What needs to be done: In the data that follows, count every line holding the string "undefined" and give the count alone.

----------------

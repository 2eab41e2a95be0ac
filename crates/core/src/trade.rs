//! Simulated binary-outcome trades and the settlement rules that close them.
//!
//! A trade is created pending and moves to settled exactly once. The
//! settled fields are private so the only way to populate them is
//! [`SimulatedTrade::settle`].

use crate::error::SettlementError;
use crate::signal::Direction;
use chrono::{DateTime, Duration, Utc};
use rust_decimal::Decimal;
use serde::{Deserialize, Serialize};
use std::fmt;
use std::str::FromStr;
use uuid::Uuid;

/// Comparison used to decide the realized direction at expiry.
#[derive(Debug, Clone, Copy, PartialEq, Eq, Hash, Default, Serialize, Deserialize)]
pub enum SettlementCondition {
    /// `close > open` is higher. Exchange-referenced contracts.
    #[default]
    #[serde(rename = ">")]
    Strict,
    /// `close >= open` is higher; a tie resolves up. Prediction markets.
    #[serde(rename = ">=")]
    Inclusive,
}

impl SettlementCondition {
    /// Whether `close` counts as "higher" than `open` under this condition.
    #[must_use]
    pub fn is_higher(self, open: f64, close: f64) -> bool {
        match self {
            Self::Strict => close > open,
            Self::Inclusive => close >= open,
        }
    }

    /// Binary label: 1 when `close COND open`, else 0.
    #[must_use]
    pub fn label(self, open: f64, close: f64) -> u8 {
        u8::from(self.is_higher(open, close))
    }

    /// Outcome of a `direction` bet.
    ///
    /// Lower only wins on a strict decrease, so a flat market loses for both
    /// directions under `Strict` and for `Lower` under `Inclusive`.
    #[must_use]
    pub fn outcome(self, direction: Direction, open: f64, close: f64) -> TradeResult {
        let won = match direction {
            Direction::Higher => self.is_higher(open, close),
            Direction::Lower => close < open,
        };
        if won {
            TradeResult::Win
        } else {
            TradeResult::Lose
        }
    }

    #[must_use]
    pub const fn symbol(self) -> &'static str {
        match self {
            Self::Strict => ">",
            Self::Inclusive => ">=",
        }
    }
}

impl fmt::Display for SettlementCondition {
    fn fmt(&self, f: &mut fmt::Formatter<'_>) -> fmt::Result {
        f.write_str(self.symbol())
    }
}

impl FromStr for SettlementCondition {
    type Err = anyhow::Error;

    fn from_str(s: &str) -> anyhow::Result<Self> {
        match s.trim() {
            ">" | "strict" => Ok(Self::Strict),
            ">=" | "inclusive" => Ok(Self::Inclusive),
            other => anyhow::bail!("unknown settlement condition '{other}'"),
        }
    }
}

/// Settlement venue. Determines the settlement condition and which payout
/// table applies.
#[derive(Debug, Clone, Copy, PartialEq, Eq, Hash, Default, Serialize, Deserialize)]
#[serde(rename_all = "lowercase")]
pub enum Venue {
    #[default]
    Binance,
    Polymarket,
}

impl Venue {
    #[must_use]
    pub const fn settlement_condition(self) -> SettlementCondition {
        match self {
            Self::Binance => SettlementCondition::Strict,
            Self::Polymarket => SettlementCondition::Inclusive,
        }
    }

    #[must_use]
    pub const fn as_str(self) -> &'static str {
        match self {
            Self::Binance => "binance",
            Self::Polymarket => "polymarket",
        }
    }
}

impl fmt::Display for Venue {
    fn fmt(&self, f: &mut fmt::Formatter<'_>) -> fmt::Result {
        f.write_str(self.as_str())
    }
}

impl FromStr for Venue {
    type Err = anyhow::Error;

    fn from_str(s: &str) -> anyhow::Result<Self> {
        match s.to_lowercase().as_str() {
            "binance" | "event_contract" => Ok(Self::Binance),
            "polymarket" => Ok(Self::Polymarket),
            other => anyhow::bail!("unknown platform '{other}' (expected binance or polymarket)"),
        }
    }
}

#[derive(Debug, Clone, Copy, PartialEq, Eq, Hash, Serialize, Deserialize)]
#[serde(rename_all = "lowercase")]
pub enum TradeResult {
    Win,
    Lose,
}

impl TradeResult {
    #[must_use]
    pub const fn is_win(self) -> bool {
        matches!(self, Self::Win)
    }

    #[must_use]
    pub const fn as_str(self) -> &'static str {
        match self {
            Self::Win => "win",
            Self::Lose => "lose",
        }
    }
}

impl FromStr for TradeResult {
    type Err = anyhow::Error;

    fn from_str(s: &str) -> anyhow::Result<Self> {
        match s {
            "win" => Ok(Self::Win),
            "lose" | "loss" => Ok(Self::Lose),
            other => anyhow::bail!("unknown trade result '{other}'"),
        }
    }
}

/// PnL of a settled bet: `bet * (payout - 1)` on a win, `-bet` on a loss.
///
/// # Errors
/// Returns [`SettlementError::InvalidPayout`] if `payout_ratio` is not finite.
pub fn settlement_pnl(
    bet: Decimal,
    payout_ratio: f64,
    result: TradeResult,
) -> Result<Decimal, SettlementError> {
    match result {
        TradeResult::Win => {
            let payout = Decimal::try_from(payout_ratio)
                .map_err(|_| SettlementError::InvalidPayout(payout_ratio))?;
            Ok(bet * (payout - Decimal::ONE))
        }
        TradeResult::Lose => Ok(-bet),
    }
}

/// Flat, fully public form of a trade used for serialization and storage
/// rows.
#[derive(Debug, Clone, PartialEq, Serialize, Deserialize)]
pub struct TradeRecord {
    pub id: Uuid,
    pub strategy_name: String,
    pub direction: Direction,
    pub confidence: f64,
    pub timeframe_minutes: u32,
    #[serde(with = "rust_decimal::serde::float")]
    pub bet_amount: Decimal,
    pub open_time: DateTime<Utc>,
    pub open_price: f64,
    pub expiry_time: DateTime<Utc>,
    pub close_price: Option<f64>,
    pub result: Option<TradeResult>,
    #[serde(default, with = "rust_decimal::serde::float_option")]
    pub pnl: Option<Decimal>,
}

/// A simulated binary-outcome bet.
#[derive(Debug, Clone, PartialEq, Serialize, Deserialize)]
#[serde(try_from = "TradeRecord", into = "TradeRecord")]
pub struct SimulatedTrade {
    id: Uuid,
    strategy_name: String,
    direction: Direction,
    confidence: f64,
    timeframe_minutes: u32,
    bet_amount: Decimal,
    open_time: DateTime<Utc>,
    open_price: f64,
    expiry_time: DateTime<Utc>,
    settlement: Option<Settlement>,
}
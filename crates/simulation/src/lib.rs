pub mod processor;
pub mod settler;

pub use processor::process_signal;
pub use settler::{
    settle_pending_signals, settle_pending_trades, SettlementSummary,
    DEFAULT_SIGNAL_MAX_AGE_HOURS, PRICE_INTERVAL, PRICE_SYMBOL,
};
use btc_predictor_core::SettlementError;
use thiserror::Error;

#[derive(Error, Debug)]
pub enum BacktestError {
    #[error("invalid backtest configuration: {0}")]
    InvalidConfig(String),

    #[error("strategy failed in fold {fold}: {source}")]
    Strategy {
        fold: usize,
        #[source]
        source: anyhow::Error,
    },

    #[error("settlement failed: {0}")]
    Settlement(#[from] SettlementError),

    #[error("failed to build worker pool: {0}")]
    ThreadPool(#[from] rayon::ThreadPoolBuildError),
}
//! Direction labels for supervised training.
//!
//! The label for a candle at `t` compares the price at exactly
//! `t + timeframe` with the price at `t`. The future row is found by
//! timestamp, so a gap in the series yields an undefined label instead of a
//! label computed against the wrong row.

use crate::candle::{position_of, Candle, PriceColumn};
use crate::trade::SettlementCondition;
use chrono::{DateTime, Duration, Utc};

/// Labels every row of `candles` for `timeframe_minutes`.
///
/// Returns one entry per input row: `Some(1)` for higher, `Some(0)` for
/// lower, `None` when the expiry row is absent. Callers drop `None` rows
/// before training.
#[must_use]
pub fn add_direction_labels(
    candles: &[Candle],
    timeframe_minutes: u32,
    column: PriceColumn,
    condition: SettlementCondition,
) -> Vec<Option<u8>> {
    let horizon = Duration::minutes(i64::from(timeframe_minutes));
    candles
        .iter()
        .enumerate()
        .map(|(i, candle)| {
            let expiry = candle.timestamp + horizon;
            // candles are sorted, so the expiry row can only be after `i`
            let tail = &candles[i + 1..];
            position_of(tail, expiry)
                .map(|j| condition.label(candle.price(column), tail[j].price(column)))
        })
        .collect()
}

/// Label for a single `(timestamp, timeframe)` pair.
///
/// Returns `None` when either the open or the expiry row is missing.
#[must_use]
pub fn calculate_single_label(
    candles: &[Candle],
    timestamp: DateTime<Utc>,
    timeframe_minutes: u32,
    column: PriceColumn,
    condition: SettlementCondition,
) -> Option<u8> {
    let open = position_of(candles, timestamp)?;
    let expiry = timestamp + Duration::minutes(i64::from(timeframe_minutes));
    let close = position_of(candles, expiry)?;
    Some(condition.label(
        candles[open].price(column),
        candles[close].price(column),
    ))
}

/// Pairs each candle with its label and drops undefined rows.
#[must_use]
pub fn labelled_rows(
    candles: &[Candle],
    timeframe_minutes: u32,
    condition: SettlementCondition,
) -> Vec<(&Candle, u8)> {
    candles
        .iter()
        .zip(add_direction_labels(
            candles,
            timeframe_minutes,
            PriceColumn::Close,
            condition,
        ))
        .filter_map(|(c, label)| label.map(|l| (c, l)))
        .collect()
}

----------------

Answer box: 2